Book Consumption in Convergence Culture : An Exploratory Audience Study of Media Repertoires of Book Consumption in the Tension between Participation and Corporate Control

Dörrich, Matthea January 2014 (has links)
Book consumption is no longer only a solitary practice of one person sitting in an armchair with a bound volume of their favorite novel or the latest paperback bestseller. Books have become part of what Henry Jenkins has termed convergence culture. Books are no longer just books, they are also adapted into films, they are available as audiobooks and e-books, they are accompanied by websites, author blogs, and dedicated Facebook pages, they are continued by fans writing their own stories based on the original, they are discussed in online forums and communities, and they are being reviewed in Youtube videos, to just name a few. Convergence culture refers to the spread of content over different platforms and devices, the conglomeration of media companies on the production side, and the new possibilities for participation on the side of consumers. Media and communication studies have curiously neglected book consumption in its re-examination of audience studies in the light of convergence. This study assumes that audience studies, redefined to account for cross-media use and active as well as passive aspects of consumption, are well suited to investigate contemporary book consumption. The aim of this study is to explore media use surrounding books in the broad sense described above. It also investigates how commercial structures on the one hand and participation on the other shape book consumption. To do so, this study exemplarily analyzes the book related media use of members of an online reading community (Lovelybooks).
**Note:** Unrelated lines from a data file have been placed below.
fn error_from_status(status: u16, body: Option<&ApiErrorBody>) -> AppError {
    let kind = match status {
        400 | 422 => ErrorKind::ServerValidation,
        401 => ErrorKind::Authentication,
        403 => ErrorKind::Authorization,
        404 => ErrorKind::NotFound,
        408 => ErrorKind::Timeout,
        429 => ErrorKind::RateLimited,
        500..=599 => ErrorKind::Server,
        _ => ErrorKind::Unknown,
    };

    let message = body
        .and_then(|b| b.message.clone())
        .unwrap_or_else(|| format!("HTTP error: {status}"));

    let mut error = AppError::new(kind, message);
    if let Some(details) = body.and_then(|b| b.details.as_ref()) {
        let mut field_errors = Vec::new();
        field_errors_from_details(details, "", &mut field_errors);
        error = error.with_field_errors(field_errors);
    }
    if let Some(code) = body.and_then(|b| b.code.clone()) {
        error = error.with_internal(code);
    }
    error
}

fn error_from_transport(error: &HttpError) -> AppError {
    match error {
        HttpError::Timeout { timeout_ms, .. } => {
            AppError::new(ErrorKind::Timeout, "Request timed out")
                .with_internal(format!("timeout after {timeout_ms}ms"))
        }
        HttpError::Network { message } => {
            AppError::new(ErrorKind::Network, "Network error").with_internal(message.clone())
        }
        HttpError::Cancelled { .. } => AppError::new(ErrorKind::Network, "Request was cancelled"),
        other => {
            AppError::new(ErrorKind::Unknown, "Request failed").with_internal(other.to_string())
        }
    }
}

/// Single normalized parse step at the HTTP boundary: transport errors,
/// status classification, envelope unwrapping, and `data` extraction all
/// happen here so flow handlers only ever see one canonical shape.
///
/// # Errors
///
/// Returns the crate error taxonomy: `Network`/`Timeout` for transport
/// failures, `Authentication` for 401, `RateLimited` for 429,
/// `ServerValidation` (with field errors) for rejected payloads, `Server`
/// for 5xx, and `Serialization` when a success body does not decode.
pub fn api_result<T: serde::de::DeserializeOwned>(result: &HttpResult) -> AppResult<T> {
    let response = match result {
        Ok(response) => response,
        Err(transport) => return Err(error_from_transport(transport)),
    };

    let envelope = serde_json::from_slice::<ApiEnvelope>(response.body()).ok();

    if !response.is_success() {
        let error_body = envelope.as_ref().and_then(|e| e.error.as_ref());
        let mut error = error_from_status(response.status(), error_body);
        if error.kind == ErrorKind::RateLimited && error.retry_after_ms.is_none() {
            if let Some(retry_after) = retry_after_ms(response) {
                error = error.with_retry_after(retry_after);
            }
        }
        return Err(error);
    }

    let envelope = envelope.ok_or_else(|| {
        AppError::new(ErrorKind::Serialization, "Response body was not valid JSON")
    })?;

    if envelope.success == Some(false) {
        let parsed = error_from_status(400, envelope.error.as_ref());
        let message = envelope
            .error
            .as_ref()
            .and_then(|e| e.message.clone())
            .or(envelope.message)
            .unwrap_or_else(|| "The server rejected the request".into());
        return Err(AppError::new(ErrorKind::ServerValidation, message)
            .with_field_errors(parsed.field_errors));
    }

    let data = envelope.data.ok_or_else(|| {
        AppError::new(
            ErrorKind::Serialization,
            "Response was missing its data payload",
        )
    })?;

    serde_json::from_value(data).map_err(|e| {
        AppError::new(
            ErrorKind::Serialization,
            "Response data had an unexpected shape",
        )
        .with_internal(e.to_string())
    })
}
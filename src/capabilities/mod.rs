mod http;
mod kv;
mod navigate;

pub use self::http::{
    BlobRef, HttpBody, HttpError, HttpHeaders, HttpMethod, HttpOperation, HttpRequest,
    HttpResponse, HttpResult, ValidatedUrl,
};
pub use self::kv::{
    decode_stored, encode_stored, KeyNamespace, KvError, KvKey, KvOperation, KvOutput, KvResult,
};
pub use self::navigate::NavigateOperation;

pub use crux_core::render::Render;

use crate::event::Event;

pub type AppHttp = http::Http<Event>;
pub type AppKv = kv::KeyValue<Event>;
pub type AppNavigate = navigate::Navigate<Event>;
pub type AppRender = Render<Event>;

#[derive(crux_core::macros::Effect)]
pub struct Capabilities {
    pub render: Render<Event>,
    pub http: http::Http<Event>,
    pub key_value: kv::KeyValue<Event>,
    pub navigate: navigate::Navigate<Event>,
}
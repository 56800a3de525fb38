use crux_core::capability::{Capability, CapabilityContext, Operation};
use serde::{Deserialize, Serialize};

use crate::model::Route;

/// Fire-and-forget route change. Navigation is a side channel: the state
/// machine never depends on it having happened.
#[derive(Debug, Clone, PartialEq, Eq, Serialize, Deserialize)]
pub enum NavigateOperation {
    Push { route: Route },
}

impl Operation for NavigateOperation {
    type Output = ();
}

pub struct Navigate<Ev> {
    context: CapabilityContext<NavigateOperation, Ev>,
}

impl<Ev> Capability<Ev> for Navigate<Ev> {
    type Operation = NavigateOperation;
    type MappedSelf<MappedEv> = Navigate<MappedEv>;

    fn map_event<F, NewEv>(&self, f: F) -> Self::MappedSelf<NewEv>
    where
        F: Fn(NewEv) -> Ev + Send + Sync + 'static,
        Ev: 'static,
        NewEv: 'static,
    {
        Navigate::new(self.context.map_event(f))
    }
}

impl<Ev> Navigate<Ev> {
    #[must_use]
    pub fn new(context: CapabilityContext<NavigateOperation, Ev>) -> Self {
        Self { context }
    }
}

impl<Ev> Navigate<Ev>
where
    Ev: Send + 'static,
{
    pub fn push(&self, route: Route) {
        let context = self.context.clone();
        self.context.spawn(async move {
            context
                .notify_shell(NavigateOperation::Push { route })
                .await;
        });
    }
}
// --- Admin commands ---

async fn cmd_admin(client: &ApiClient, command: AdminCommands) -> Result<()> {
    match command {
        AdminCommands::CreateEvent {
            title,
            description,
            date,
            time,
            location,
            category,
            price,
            seats,
        } => {
            let draft = build_draft(
                title,
                description,
                &date,
                &time,
                location,
                category,
                price,
                seats,
                Utc::now(),
            )?;
            match client.create_event(&draft).await {
                Ok(event) => {
                    println!("Created \"{}\" ({}).", event.title, event.id);
                    Ok(())
                }
                Err(err) => {
                    echo_draft_on_rejection(&draft, &err);
                    Err(surface(err))
                }
            }
        }
        AdminCommands::UpdateEvent {
            id,
            title,
            description,
            date,
            time,
            location,
            category,
            price,
            seats,
        } => {
            let current = client.get_event(&id).await.map_err(surface)?;
            let date = date.unwrap_or_else(|| current.date.format("%Y-%m-%d").to_string());
            let time = time
                .or_else(|| current.time.clone())
                .unwrap_or_else(|| "00:00".to_string());
            let draft = build_draft(
                title.unwrap_or(current.title),
                description.unwrap_or(current.description),
                &date,
                &time,
                location.unwrap_or(current.location),
                category.unwrap_or(current.category),
                price.unwrap_or(current.price),
                seats.unwrap_or(current.total_seats),
                Utc::now(),
            )?;
            match client.update_event(&id, &draft).await {
                Ok(event) => {
                    println!("Updated \"{}\" ({}).", event.title, event.id);
                    Ok(())
                }
                Err(err) => {
                    echo_draft_on_rejection(&draft, &err);
                    Err(surface(err))
                }
            }
        }
        AdminCommands::DeleteEvent { id, yes } => {
            if !yes {
                bail!("Deleting an event cannot be undone. Pass --yes to confirm.");
            }
            client.delete_event(&id).await.map_err(surface)?;
            println!("Event {id} deleted.");
            Ok(())
        }
        AdminCommands::ListEvents => {
            let page = client
                .list_events(&EventQuery::default())
                .await
                .map_err(surface)?;
            if page.events.is_empty() {
                println!("No events found");
                return Ok(());
            }
            let now = Utc::now();
            println!(
                "{:<28} {:<12} {:<20} {:>13} {:<10} {}",
                "Title", "Date", "Location", "Seats", "Status", "ID"
            );
            println!("{}", "-".repeat(110));
            for event in &page.events {
                println!(
                    "{:<28} {:<12} {:<20} {:>13} {:<10} {}",
                    event.title,
                    event.date.format("%Y-%m-%d"),
                    event.location,
                    format!("{}/{}", event.seats_remaining(), event.total_seats),
                    event.status(now),
                    event.id,
                );
            }
            println!("\n{} event(s)", page.events.len());
            Ok(())
        }
        AdminCommands::Dashboard => {
            let dashboard = client.dashboard().await.map_err(surface)?;
            render_dashboard(&dashboard);
            Ok(())
        }
    }
}
use serde::Deserialize;
use std::path::PathBuf;

pub mod session;

pub use session::{Gate, Role, Session, authorize};

/// All configuration for the evx client.
///
/// Precedence (lowest to highest): defaults → config file → env var → CLI arg.
/// CLI arg merging is done by the caller after `Config::load()`.
#[derive(Debug, Clone)]
pub struct Config {
    // Remote API
    pub api_url: String,
    pub timeout_secs: u64,

    // Logging
    pub log_level: String,
    pub utc: bool,
}

/// Config file layout (~/.evx/config.toml). All fields optional — they layer
/// on top of compiled-in defaults.
#[derive(Debug, Deserialize, Default)]
struct FileConfig {
    api_url: Option<String>,
    timeout_secs: Option<u64>,
    log_level: Option<String>,
    utc: Option<bool>,
}

impl Config {
    /// Config directory: ~/.evx/
    pub fn dir() -> PathBuf {
        dirs::home_dir()
            .unwrap_or_else(|| PathBuf::from("."))
            .join(".evx")
    }

    /// Config file path: ~/.evx/config.toml
    pub fn file_path() -> PathBuf {
        Self::dir().join("config.toml")
    }

    /// Load config: defaults → config file → env vars.
    /// CLI args should be merged by the caller afterward.
    pub fn load() -> Self {
        let mut config = Self::defaults();

        // Layer 2: config file
        if let Ok(contents) = std::fs::read_to_string(Self::file_path()) {
            if let Ok(file) = toml::from_str::<FileConfig>(&contents) {
                config.apply_file(file);
            }
        }

        // Layer 3: environment variables
        config.apply_env();

        config
    }

    // --- Private helpers ---

    fn defaults() -> Self {
        Self {
            api_url: "https://eventx-backend-sxv2.onrender.com".to_string(),
            timeout_secs: 10,
            log_level: "info".to_string(),
            utc: false,
        }
    }

    fn apply_file(&mut self, file: FileConfig) {
        if let Some(v) = file.api_url { self.api_url = v; }
        if let Some(v) = file.timeout_secs { self.timeout_secs = v; }
        if let Some(v) = file.log_level { self.log_level = v; }
        if let Some(v) = file.utc { self.utc = v; }
    }

    fn apply_env(&mut self) {
        if let Ok(v) = std::env::var("EVX_API_URL") { self.api_url = v; }
        if let Ok(v) = std::env::var("EVX_TIMEOUT_SECS") {
            if let Ok(secs) = v.parse() { self.timeout_secs = secs; }
        }
        if let Ok(v) = std::env::var("EVX_LOG_LEVEL") { self.log_level = v; }
        if let Ok(v) = std::env::var("EVX_UTC") {
            self.utc = v == "1" || v.eq_ignore_ascii_case("true");
        }
    }
}
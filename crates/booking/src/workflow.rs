use evx_models::Seat;

use crate::selection::{SelectOutcome, Selection};

/// Validation message when submit is attempted with no seat chosen.
pub const NO_SEAT_SELECTED: &str = "Please select a seat.";

/// What `submit` asks the caller to do next.
#[derive(Debug, Clone, PartialEq, Eq)]
pub enum Submit {
    /// Perform the booking call with these parameters, then report the
    /// outcome through `resolve_success` / `resolve_failure`.
    Dispatch {
        event_id: String,
        seat_number: String,
    },
    /// Local validation failed; nothing was sent.
    Invalid(&'static str),
    /// A request is already outstanding; duplicate submits are dropped.
    AlreadyPending,
}

#[derive(Debug, Clone, PartialEq, Eq, Default)]
pub enum Phase {
    #[default]
    Idle,
    Pending,
    Confirmed,
    Failed(String),
}

/// The booking submission state machine for one event.
///
/// IO-free: `submit` hands the caller a `Dispatch` to perform and the machine
/// stays `Pending` until the result is fed back in. On failure the selection
/// is kept so the user can pick a different seat and retry explicitly; there
/// is no automatic retry.
#[derive(Debug, Default)]
pub struct BookingWorkflow {
    event_id: String,
    selection: Selection,
    phase: Phase,
}

impl BookingWorkflow {
    pub fn new(event_id: impl Into<String>) -> Self {
        BookingWorkflow {
            event_id: event_id.into(),
            selection: Selection::default(),
            phase: Phase::Idle,
        }
    }

    pub fn select(&mut self, seats: &[Seat], seat_number: &str) -> SelectOutcome {
        self.selection.select(seats, seat_number)
    }

    pub fn selection(&self) -> Option<&str> {
        self.selection.current()
    }

    pub fn phase(&self) -> &Phase {
        &self.phase
    }

    pub fn submit(&mut self) -> Submit {
        if self.phase == Phase::Pending {
            return Submit::AlreadyPending;
        }
        match self.selection.current() {
            None => Submit::Invalid(NO_SEAT_SELECTED),
            Some(seat_number) => {
                self.phase = Phase::Pending;
                Submit::Dispatch {
                    event_id: self.event_id.clone(),
                    seat_number: seat_number.to_string(),
                }
            }
        }
    }

    /// The booking call succeeded. The created ticket lives on the server;
    /// callers navigate to the ticket list and re-fetch rather than
    /// synthesizing one locally.
    pub fn resolve_success(&mut self) {
        self.selection.clear();
        self.phase = Phase::Confirmed;
    }

    /// The booking call failed; `message` is the server's rejection, shown
    /// verbatim. The selection survives for an explicit retry.
    pub fn resolve_failure(&mut self, message: impl Into<String>) {
        self.phase = Phase::Failed(message.into());
    }
}

#[cfg(test)]
mod tests {
    use super::*;

    fn seats() -> Vec<Seat> {
        vec![
            Seat { seat_number: "A1".into(), is_booked: false },
            Seat { seat_number: "A2".into(), is_booked: false },
        ]
    }

    #[test]
    fn submit_without_selection_never_dispatches() {
        let mut workflow = BookingWorkflow::new("e1");
        assert_eq!(workflow.submit(), Submit::Invalid(NO_SEAT_SELECTED));
        assert_eq!(NO_SEAT_SELECTED, "Please select a seat.");
        // Validation does not consume a retry or change phase.
        assert_eq!(*workflow.phase(), Phase::Idle);
    }

    #[test]
    fn submit_dispatches_the_selected_seat() {
        let mut workflow = BookingWorkflow::new("e1");
        workflow.select(&seats(), "A2");

        let submit = workflow.submit();
        assert_eq!(
            submit,
            Submit::Dispatch { event_id: "e1".into(), seat_number: "A2".into() }
        );
        assert_eq!(*workflow.phase(), Phase::Pending);
    }

    #[test]
    fn second_submit_while_pending_is_dropped() {
        let mut workflow = BookingWorkflow::new("e1");
        workflow.select(&seats(), "A1");

        assert!(matches!(workflow.submit(), Submit::Dispatch { .. }));
        assert_eq!(workflow.submit(), Submit::AlreadyPending);
    }

    #[test]
    fn success_clears_the_selection() {
        let mut workflow = BookingWorkflow::new("e1");
        workflow.select(&seats(), "A1");
        workflow.submit();
        workflow.resolve_success();

        assert_eq!(*workflow.phase(), Phase::Confirmed);
        assert_eq!(workflow.selection(), None);
    }

    #[test]
    fn failure_keeps_the_selection_for_retry() {
        let mut workflow = BookingWorkflow::new("e1");
        workflow.select(&seats(), "A1");
        workflow.submit();
        workflow.resolve_failure("Seat A1 is already booked");

        assert_eq!(
            *workflow.phase(),
            Phase::Failed("Seat A1 is already booked".into())
        );
        assert_eq!(workflow.selection(), Some("A1"));

        // The user may pick another seat and submit again.
        workflow.select(&seats(), "A2");
        assert!(matches!(workflow.submit(), Submit::Dispatch { seat_number, .. } if seat_number == "A2"));
    }
}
Methodologically this study follows a mixed-methods approach by adopting the concept of media repertoires. Media repertoires describe patterns of habitual media use, thus integrating the quantitative mapping of media use with the analysis of the meaningful principles behind it. The results from a survey that was distributed to Lovelybooks’ members describe which media components are used, how they are combined and to what extent they are participatory. Semi-structured interviews complement the survey results by exploring which influence commercial structures and the attitudes towards them have on Lovelybooks members’ participatory media use. The interpretation is informed by critical political economy, discussing the implications of an online community being commercially owned and run, the consequences of commercial structures for participation, and the appropriation of personal data and labor by corporations.